Long JSON number lost precision

kwu · January 19, 2017, 7:11am

Elasticsearch Version:
v5.0.2

Index Info:

GET /_cat/indices/dblog-2017.01.19?v

health status index uuid pri rep docs.count docs.deleted store.size pri.store.size
green open dblog-2017.01.19 Lis_GE3nTVutbUZMJYXDZw 10 1 1976053299 4 5.3tb 2.6tb

Problem Description:
When searching on a keyword field traceId with TermQuery, for example:
> POST /dblog-2017.01.19/_search
> {
> "query": {
> "term": {
> "traceId": {
> "value": "6226230315557965000"
> }
> }
> },
> "_source": "traceId"
> }

It returned no hits.

If using prefix query (& wildcard query) , the doc can be matched when the value queried is less than or equal to 15 characters like below:

POST /dblog-2017.01.19/_search
{
"query": {
"prefix": {
"traceId": {
"value": "622623031555796"
}
}
},
"_source": "traceId"
}

{
      "took": 4,
      "timed_out": false,
      "_shards": {
        "total": 10,
        "successful": 10,
        "failed": 0
      },
      "hits": {
        "total": 1,
        "max_score": 1,
        "hits": [
          {
            "_index": "dblog-2017.01.19",
            "_type": "logs",
            "_id": "AVm0Cv1DARfp1s5Erl20",
            "_score": 1,
            "_source": {
              "traceId": 6226230315557965000
            }
          }
        ]
      }
    }

If I index only a few docs to a test index, the same TermQuery matches the doc correctly.

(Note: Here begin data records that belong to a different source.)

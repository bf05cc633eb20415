//! Independent source stamps: voltage and current sources.

use plasma_core::{DaeSystem, MnaSystem};

use crate::element::Element;
use crate::error::Result;
use crate::stamp::Terminals;

/// Voltage source at DC: branch incidence in B/C, `E` in the branch row.
pub fn stamp_voltage_source_dc(
    element: &Element,
    t: &Terminals,
    mna: &mut MnaSystem,
) -> Result<()> {
    let branch = t.branch_for(element)?;
    mna.stamp_voltage_source(t.a, t.b, branch, element.value());
    Ok(())
}

/// Current source at DC: `-I` into row a, `+I` into row b of the RHS.
pub fn stamp_current_source_dc(
    element: &Element,
    t: &Terminals,
    mna: &mut MnaSystem,
) -> Result<()> {
    mna.stamp_current_source(t.a, t.b, element.value());
    Ok(())
}

/// Voltage source in the DAE: algebraic branch row, `E` in `c`.
pub fn stamp_voltage_source_dae(
    element: &Element,
    t: &Terminals,
    dae: &mut DaeSystem,
) -> Result<()> {
    let branch = t.branch_for(element)?;
    dae.stamp_voltage_source(t.a, t.b, branch, element.value());
    Ok(())
}

/// Current source in the DAE: constant injection in `c`.
pub fn stamp_current_source_dae(
    element: &Element,
    t: &Terminals,
    dae: &mut DaeSystem,
) -> Result<()> {
    dae.stamp_current_source(t.a, t.b, element.value());
    Ok(())
}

I am not sure if this is a bug or constrain of Elasticsearch/Lucene. As the traceID field is of very high cardinality, and the index is with almost 2 Billions of docs, they looked like contributed to the problem.

mikemccand · January 19, 2017, 4:47pm

ES/Lucene should support very high cardinality fields just fine, so this sounds like a possible bug.

Are many of your id values affected, or just a small subset?

Can you figure out which shard this document was routed to and zip up that entire Lucene index and post somewhere? I can pull it down and try to dig into it.

Mike McCandless

kwu · January 20, 2017, 4:58am

Hi, Mike

Thanks a lot for responding!

When it happened, all id values are affected. I built a test index with one shard and 21,000 sample docs, on which the problem can be reproduced. The index files can be downloaded from
https://drive.google.com/file/d/0B6UVCJccYns8VVpwYURTbTlSMGM/view?usp=sharing

mikemccand · January 20, 2017, 11:57am

Thanks, I was able to download the index ... I'll dig into it.

Mike McCandless

mikemccand · January 20, 2017, 1:42pm

The index has 21,000 documents, no deletions.

It has 20,154 unique traceId (i.e. some documents share traceId).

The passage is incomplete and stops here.